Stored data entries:
'''

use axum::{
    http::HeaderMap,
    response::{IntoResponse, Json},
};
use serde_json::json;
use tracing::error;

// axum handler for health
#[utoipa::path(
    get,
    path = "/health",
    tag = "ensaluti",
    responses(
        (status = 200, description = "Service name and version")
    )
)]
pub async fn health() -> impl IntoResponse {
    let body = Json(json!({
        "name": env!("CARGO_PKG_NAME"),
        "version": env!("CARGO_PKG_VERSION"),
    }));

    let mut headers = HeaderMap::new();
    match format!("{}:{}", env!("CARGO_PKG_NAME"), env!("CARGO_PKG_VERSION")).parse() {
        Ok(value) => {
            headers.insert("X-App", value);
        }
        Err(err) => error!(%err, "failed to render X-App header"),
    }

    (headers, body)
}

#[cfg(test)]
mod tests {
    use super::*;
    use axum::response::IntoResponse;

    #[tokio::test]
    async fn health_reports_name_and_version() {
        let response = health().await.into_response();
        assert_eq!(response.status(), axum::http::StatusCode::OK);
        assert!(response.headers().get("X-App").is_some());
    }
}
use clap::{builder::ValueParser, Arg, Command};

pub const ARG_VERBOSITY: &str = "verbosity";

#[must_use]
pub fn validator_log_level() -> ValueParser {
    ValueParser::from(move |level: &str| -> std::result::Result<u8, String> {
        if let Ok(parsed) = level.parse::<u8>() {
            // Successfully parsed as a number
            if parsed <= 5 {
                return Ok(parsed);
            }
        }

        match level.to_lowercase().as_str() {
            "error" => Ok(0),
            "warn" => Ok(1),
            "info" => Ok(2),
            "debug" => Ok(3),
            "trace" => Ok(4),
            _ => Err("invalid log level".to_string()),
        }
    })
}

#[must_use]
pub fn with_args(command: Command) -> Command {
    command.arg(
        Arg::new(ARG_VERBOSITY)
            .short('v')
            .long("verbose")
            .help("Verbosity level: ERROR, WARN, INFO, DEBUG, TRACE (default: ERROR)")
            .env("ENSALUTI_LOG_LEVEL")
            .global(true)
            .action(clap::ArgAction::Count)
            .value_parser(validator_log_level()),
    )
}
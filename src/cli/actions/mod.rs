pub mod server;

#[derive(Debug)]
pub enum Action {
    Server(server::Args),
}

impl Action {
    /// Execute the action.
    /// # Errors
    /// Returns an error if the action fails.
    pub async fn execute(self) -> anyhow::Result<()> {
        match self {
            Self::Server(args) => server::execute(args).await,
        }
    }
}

'''

REQUIRED WORK: Reproduce each entry above exactly, keeping every word.

WRITTEN REPLY:
use axum::{
    http::HeaderMap,
    response::{IntoResponse, Json},
};
use serde_json::json;
use tracing::error;

// axum handler for health
#[utoipa::path(
    get,
    path = "/health",
    tag = "ensaluti",
    responses(
        (status = 200, description = "Service name and version")
    )
)]
pub async fn health() -> impl IntoResponse {
    let body = Json(json!({
        "name": env!("CARGO_PKG_NAME"),
        "version": env!("CARGO_PKG_VERSION"),
    }));

    let mut headers = HeaderMap::new();
    match format!("{}:{}", env!("CARGO_PKG_NAME"), env!("CARGO_PKG_VERSION")).parse() {
        Ok(value) => {
            headers.insert("X-App", value);
        }
        Err(err) => error!(%err, "failed to render X-App header"),
    }

    (headers, body)
}

#[cfg(test)]
mod tests {
    use super::*;
    use axum::response::IntoResponse;

    #[tokio::test]
    async fn health_reports_name_and_version() {
        let response = health().await.into_response();
        assert_eq!(response.status(), axum::http::StatusCode::OK);
        assert!(response.headers().get("X-App").is_some());
    }
}
use clap::{builder::ValueParser, Arg, Command};

pub const ARG_VERBOSITY: &str = "verbosity";

#[must_use]
pub fn validator_log_level() -> ValueParser {
    ValueParser::from(move |level: &str| -> std::result::Result<u8, String> {
        if let Ok(parsed) = level.parse::<u8>() {
            // Successfully parsed as a number
            if parsed <= 5 {
                return Ok(parsed);
            }
        }

        match level.to_lowercase().as_str() {
            "error" => Ok(0),
            "warn" => Ok(1),
            "info" => Ok(2),
            "debug" => Ok(3),
            "trace" => Ok(4),
            _ => Err("invalid log level".to_string()),
        }
    })
}

#[must_use]
pub fn with_args(command: Command) -> Command {
    command.arg(
        Arg::new(ARG_VERBOSITY)
            .short('v')
            .long("verbose")
            .help("Verbosity level: ERROR, WARN, INFO, DEBUG, TRACE (default: ERROR)")
            .env("ENSALUTI_LOG_LEVEL")
            .global(true)
            .action(clap::ArgAction::Count)
            .value_parser(validator_log_level()),
    )
}
filename src/cli/actions/mod.rs
pub mod server;

#[derive(Debug)]
pub enum Action {
    Server(server::Args),
}

impl Action {
    /// Execute the action.
    /// # Errors
    /// Returns an error if the action fails.
    pub async fn execute(self) -> anyhow::Result<()> {
        match self {
            Self::Server(args) => server::execute(args).await,
        }
    }
}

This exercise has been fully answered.